How to Refocus When Distracted

Tennis Psychology

Tsonga’s Mental Game Strategies To Stay Focused

Crowds in tennis are, most of the time courteous and respectful to the players engaged in the match. Unfortunately, most of the time does not mean all of the time.

At some point in your tennis play, you will have to deal with crowd outbursts, excessive cheering and rude interruptions from fans.

While all this noise can be distracting, it is the mental noise (your internal reaction to your external circumstances) that has a more damaging effect to your game.

There are two problems that occur when you allow crowd noise to dominate your attention:

First, your focus is limited. It is impossible to focus on two different things at the same time. That is, you can’t be focused on crowd noise and your strategy for your next serve. It is one or the other.

Focusing on crowd noise does nothing to benefit your tennis game. You need to learn to stay in your performance cocoon, that place where outside distractions have minimal effect on your game.

Second, when you are focused on the annoying crowd noise, it triggers negative emotions.

Think of when you have been annoyed in a match… You probably experienced a variety of negative emotions such as; anger, frustration, worry, or agitation.

Negative emotions alter your physiology and move you out of that zone where you play your best tennis. When you are highly agitated, your muscles become tight, your heart pounds fast, your breathing speeds up and your game falls apart.

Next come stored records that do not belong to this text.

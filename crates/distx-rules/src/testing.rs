//! Fixtures shared by the rule tests.

use distx_core::catalog::{BucketDistributionMeta, ColumnMeta, InMemoryCatalog, StatisticsCache, TableMeta};
use distx_core::config::OptimizerConfig;
use distx_core::cost::DefaultCostModel;
use distx_core::expr::*;
use distx_core::physical::{PhysicalOp, PhysicalPlan, PlanNode};
use distx_core::plan::{CteTable, LogicalPlan, LogicalQuery};
use distx_core::rule::OptContext;
use distx_core::search::Optimizer;
use distx_core::stats::ColumnStatistic;
use std::sync::Arc;

pub(crate) fn v(id: u32) -> ColumnRef {
    ColumnRef::new(id, format!("v{}", id))
}

fn bucketed_table(name: &str, first: u32, rows: u64, catalog: &mut InMemoryCatalog) {
    let table = TableRef::new("test", name);
    let mut meta = TableMeta::new(
        table.clone(),
        (first..first + 3)
            .map(|i| ColumnMeta::key(format!("v{}", i)))
            .collect(),
    );
    meta.distribution = Some(BucketDistributionMeta {
        columns: vec![format!("v{}", first)],
        buckets: 3,
        colocate_group: None,
    });
    catalog.add_table(meta);
    catalog.set_row_count(&table, rows);
}

/// `test.t0(v1, v2, v3)` and `test.t1(v4, v5, v6)`, bucketed by their first column
/// into 3 buckets, both holding `rows` rows.
pub(crate) fn t0_catalog(rows: u64) -> InMemoryCatalog {
    let mut catalog = InMemoryCatalog::new();
    bucketed_table("t0", 1, rows, &mut catalog);
    bucketed_table("t1", 4, rows, &mut catalog);
    catalog
}

/// Set a uniform column statistic with the given distinct count.
pub(crate) fn set_ndv(catalog: &mut InMemoryCatalog, table: &str, column: &str, ndv: f64) {
    catalog.set_column_statistic(
        &TableRef::new("test", table),
        column,
        ColumnStatistic::new(0.0, ndv, 0.0, 8.0, ndv),
    );
}

pub(crate) fn t0_scan() -> LogicalPlan {
    LogicalPlan::scan(ScanOp::new(TableRef::new("test", "t0"), vec![v(1), v(2), v(3)]))
}

pub(crate) fn t1_scan() -> LogicalPlan {
    LogicalPlan::scan(ScanOp::new(TableRef::new("test", "t1"), vec![v(4), v(5), v(6)]))
}

pub(crate) fn optimize(catalog: &InMemoryCatalog, plan: LogicalPlan, config: &OptimizerConfig) -> PhysicalPlan {
    let optimizer = Optimizer::new(
        Arc::new(crate::default_rule_registry()),
        Arc::new(DefaultCostModel::default()),
        Arc::new(catalog.clone()),
        Arc::new(catalog.clone()),
    );
    optimizer
        .optimize_physical(&LogicalQuery::new(plan), config)
        .expect("optimization failed")
}

/// First node (pre-order) whose operator matches.
pub(crate) fn find_op<'a>(node: &'a PlanNode, pred: impl Fn(&PhysicalOp) -> bool) -> Option<&'a PlanNode> {
    node.find(&|n: &PlanNode| pred(&n.op))
}

/// Every node whose operator matches, in pre-order.
pub(crate) fn collect_ops<'a>(node: &'a PlanNode, pred: &impl Fn(&PhysicalOp) -> bool) -> Vec<&'a PlanNode> {
    let mut out = Vec::new();
    if pred(&node.op) {
        out.push(node);
    }
    for child in &node.children {
        out.extend(collect_ops(child, pred));
    }
    out
}

/// Run `f` with a fresh optimization context over `catalog`.
pub(crate) fn with_context<R>(
    catalog: &InMemoryCatalog,
    config: &OptimizerConfig,
    f: impl FnOnce(&mut OptContext) -> R,
) -> R {
    let cost_model = DefaultCostModel::default();
    let mut ctx = OptContext::new(
        catalog,
        StatisticsCache::new(catalog),
        config,
        &cost_model,
        ColumnFactory::starting_after(ColumnId(100)),
        CteTable::new(),
    );
    f(&mut ctx)
}
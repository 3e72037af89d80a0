//! # Application State
//!
//! Created once at startup and shared via `Arc` by every request handler.
//!
//! - **Rule Registry**: the built-in rules. Rules are stateless, so one registry
//!   serves all requests.
//! - **Cost Model**: stateless as well.
//! - **Catalog**: used when a request carries no catalog of its own. Empty by
//!   default; requests normally ship the metadata of the tables they reference.
//! - **Optimizer Config**: session defaults, overridable per request.

use distx_core::catalog::InMemoryCatalog;
use distx_core::config::OptimizerConfig;
use distx_core::cost::{CostModel, DefaultCostModel};
use distx_core::rule::RuleRegistry;
use std::sync::Arc;

pub struct AppState {
    pub rule_registry: Arc<RuleRegistry>,
    pub cost_model: Arc<dyn CostModel>,
    pub catalog: Arc<InMemoryCatalog>,
    pub config: OptimizerConfig,
}

impl AppState {
    pub fn new() -> Self {
        Self {
            rule_registry: Arc::new(distx_rules::default_rule_registry()),
            cost_model: Arc::new(DefaultCostModel::default()),
            catalog: Arc::new(InMemoryCatalog::new()),
            config: OptimizerConfig::default(),
        }
    }
}
//! # Cost Model
//!
//! Every physical plan node carries a [`Cost`]: one number the implementation pass
//! compares to pick among candidate plans.
//!
//! `DefaultCostModel` prices an operator by the rows it processes (cpu), the bytes
//! it keeps in hash tables and sort buffers (memory) and the bytes its exchange
//! moves between backends (network):
//!
//! ```text
//! local = cpu_weight * rows + memory_weight * held_bytes + network_weight * moved_bytes
//! ```
//!
//! Network weighs ten times the other two by default.
//!
//! ## Cost Accumulation
//!
//! A node's cost is its local cost plus the costs of its children, summed as
//! [`crate::rule::OptContext`] builds nodes bottom-up. Comparing two roots
//! therefore compares whole plans.
//!
//! ## Distribution Awareness
//!
//! Broadcasting multiplies the transferred bytes by the number of backends, and a
//! replicated hash table is built on every backend. This is what makes a broadcast
//! of a large build side lose against a shuffle.

use crate::config::OptimizerConfig;
use crate::physical::{JoinDistribution, PhysicalOp};
use crate::properties::ExchangeKind;
use crate::stats::Statistics;
use serde::{Deserialize, Serialize};

/// Cost is a single comparable value representing the estimated expense of a plan.
#[derive(Debug, Clone, Copy, Serialize, Deserialize)]
pub struct Cost {
    /// The total weighted cost. Lower is better.
    pub total: f64,
}

impl Cost {
    pub fn zero() -> Self {
        Self { total: 0.0 }
    }

    pub fn new(total: f64) -> Self {
        Self { total }
    }

    pub fn infinite() -> Self {
        Self { total: f64::MAX }
    }

    pub fn is_infinite(&self) -> bool {
        self.total == f64::MAX
    }
}

/// Epsilon-based equality to handle floating-point imprecision in cost comparisons.
impl PartialEq for Cost {
    fn eq(&self, other: &Self) -> bool {
        (self.total - other.total).abs() < f64::EPSILON
    }
}

impl PartialOrd for Cost {
    fn partial_cmp(&self, other: &Self) -> Option<std::cmp::Ordering> {
        self.total.partial_cmp(&other.total)
    }
}

/// Trait for pluggable cost models.
pub trait CostModel: Send + Sync {
    fn compute_cost(
        &self,
        op: &PhysicalOp,
        input_stats: &[&Statistics],
        output_stats: &Statistics,
        children_costs: &[Cost],
        config: &OptimizerConfig,
    ) -> Cost;
}

/// Weighted cpu/memory/network cost model.
pub struct DefaultCostModel {
    pub cpu_weight: f64,
    pub memory_weight: f64,
    pub network_weight: f64,
}

impl Default for DefaultCostModel {
    fn default() -> Self {
        Self {
            cpu_weight: 1.0,
            memory_weight: 1.0,
            network_weight: 10.0,
        }
    }
}

impl CostModel for DefaultCostModel {
    fn compute_cost(
        &self,
        op: &PhysicalOp,
        input_stats: &[&Statistics],
        output_stats: &Statistics,
        children_costs: &[Cost],
        config: &OptimizerConfig,
    ) -> Cost {
        let children_total: f64 = children_costs.iter().map(|c| c.total).sum();
        let backends = config.backend_count.max(1) as f64;
        let input_rows = |i: usize| input_stats.get(i).map(|s| s.row_count).unwrap_or(0.0);
        let input_size = |i: usize| input_stats.get(i).map(|s| s.output_size()).unwrap_or(0.0);

        let local_cost = match op {
            // Reading every selected row from storage.
            PhysicalOp::OlapScan { .. } => self.cpu_weight * output_stats.output_size(),
            PhysicalOp::Filter { .. } | PhysicalOp::Project { .. } => self.cpu_weight * input_rows(0),
            // Build a hash table on the right input, probe with the left.
            // A broadcast build side is materialized on every backend.
            PhysicalOp::HashJoin { distribution, .. } => {
                let copies = match distribution {
                    JoinDistribution::Broadcast | JoinDistribution::Replicated => backends,
                    _ => 1.0,
                };
                self.cpu_weight * (input_rows(0) + input_rows(1) + output_stats.row_count)
                    + self.memory_weight * input_size(1) * copies
            }
            PhysicalOp::NestLoopJoin { .. } => {
                self.cpu_weight * input_rows(0) * input_rows(1).max(1.0)
                    + self.memory_weight * input_size(1) * backends
            }
            PhysicalOp::HashAggregate { streaming, .. } => {
                let memory = if *streaming {
                    0.0
                } else {
                    output_stats.output_size()
                };
                self.cpu_weight * input_rows(0) + self.memory_weight * memory
            }
            PhysicalOp::Repeat { .. } => self.cpu_weight * output_stats.row_count,
            PhysicalOp::SetOperation { kind, .. } => {
                let rows: f64 = input_stats.iter().map(|s| s.row_count).sum();
                let memory = match kind {
                    crate::expr::SetOpKind::UnionAll => 0.0,
                    _ => output_stats.output_size(),
                };
                self.cpu_weight * rows + self.memory_weight * memory
            }
            PhysicalOp::Sort { .. } => {
                let rows = input_rows(0);
                let n_log_n = if rows > 1.0 { rows * rows.log2() } else { 1.0 };
                self.cpu_weight * n_log_n + self.memory_weight * input_size(0)
            }
            PhysicalOp::TopN { count, offset, .. } => {
                let rows = input_rows(0);
                let heap = ((count + offset) as f64).max(2.0);
                self.cpu_weight * rows * heap.log2()
            }
            PhysicalOp::Limit { .. } => 0.0,
            // Network transfer dominates; a broadcast sends everything to every backend.
            PhysicalOp::Exchange { kind, .. } => {
                let size = input_size(0);
                let copies = match kind {
                    ExchangeKind::Broadcast => backends,
                    _ => 1.0,
                };
                self.network_weight * size * copies
            }
            PhysicalOp::CteConsumer { .. } => self.cpu_weight * output_stats.row_count,
        };

        Cost::new(children_total + local_cost)
    }
}

#[cfg(test)]
mod tests {
    use super::*;
    use crate::expr::*;
    use crate::stats::ColumnStatistic;

    fn stats(rows: f64) -> Statistics {
        Statistics::new(rows).with_column(ColumnId(1), ColumnStatistic::new(0.0, 1.0, 0.0, 8.0, rows))
    }

    #[test]
    fn test_broadcast_exchange_scales_with_backends() {
        let model = DefaultCostModel::default();
        let config = OptimizerConfig::default();
        let input = stats(1000.0);
        let exchange = |kind| PhysicalOp::Exchange {
            kind,
            merge_order: None,
            offset: 0,
            limit: None,
            runtime_filters: vec![],
        };
        let broadcast = model.compute_cost(
            &exchange(ExchangeKind::Broadcast),
            &[&input],
            &input,
            &[Cost::zero()],
            &config,
        );
        let shuffle = model.compute_cost(
            &exchange(ExchangeKind::Shuffle(vec![ColumnRef::new(1, "v1")])),
            &[&input],
            &input,
            &[Cost::zero()],
            &config,
        );
        assert!((broadcast.total - shuffle.total * config.backend_count as f64).abs() < 1e-6);
    }

    #[test]
    fn test_hash_join_prefers_small_build_side() {
        let model = DefaultCostModel::default();
        let config = OptimizerConfig::default();
        let small = stats(100.0);
        let large = stats(1_000_000.0);
        let out = stats(1_000_000.0);
        let join = PhysicalOp::HashJoin {
            join_type: JoinType::Inner,
            distribution: JoinDistribution::Shuffle,
            eq_keys: vec![],
            other_condition: None,
            colocate_reason: String::new(),
            runtime_filters: vec![],
        };
        let small_build = model.compute_cost(&join, &[&large, &small], &out, &[Cost::zero(); 2], &config);
        let large_build = model.compute_cost(&join, &[&small, &large], &out, &[Cost::zero(); 2], &config);
        assert!(small_build < large_build);
    }
}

It wasn’t the crowd noise that affected your game. The noise may have been annoying but it didn’t directly affect your game.

It was the amount of attention you dedicated to the noise. You allowed the noise to dominate your attention and pull your focus away from how you wanted to play your game.

Jo-Wilfried Tsonga had to play through a noisy crowd when he faced crowd favorite Marcos Baghdatis in the first round of the 2016 Australian Open.

Melbourne’s large Greek community was very vocal in its support of Baghdatis to the point that Tsonga was visibly agitated. Even though Tsonga won 6-4, 4-6, 6-4, 6-2, he was highly distracted through most of the match.

During a change of ends, Tsonga got into a heated debate with chair umpire Jake Garner about the loud distracting crowd.

Tsonga suggested that the umpire should have given code violations to his opponent for the excessive noise.

The following is part of the exchange between Tsonga and Garner, the chair umpire:

TSONGA: “It’s tennis man. It’s tennis, so you have to say something. If you do the warning, then it stops.”

GARNER: “There is no warning to give in this situation Jo. There’s nothing I can do warning-wise. Who do you want me to give a warning to?”

TSONGA: “Him!” (pointing to Baghdatis)

You always have the choice where you place your focus.

You can get wrapped up in what the crowd is doing or you can pay attention to what you need to do… but you can’t do both simultaneously.

Tip for maintaining focus despite noisy crowds:

  1. Define your objectives when in a match and what you should attend to during a point. What are the performance cues you should focus on?
  2. Immerse yourself in those cues during the point.
  3. When you notice a distraction taking you away from the match, refocus on your performance objectives or cues.

You have the ability to choose what you focus on. The moment you give mental energy to the crow, you are not making the right choice.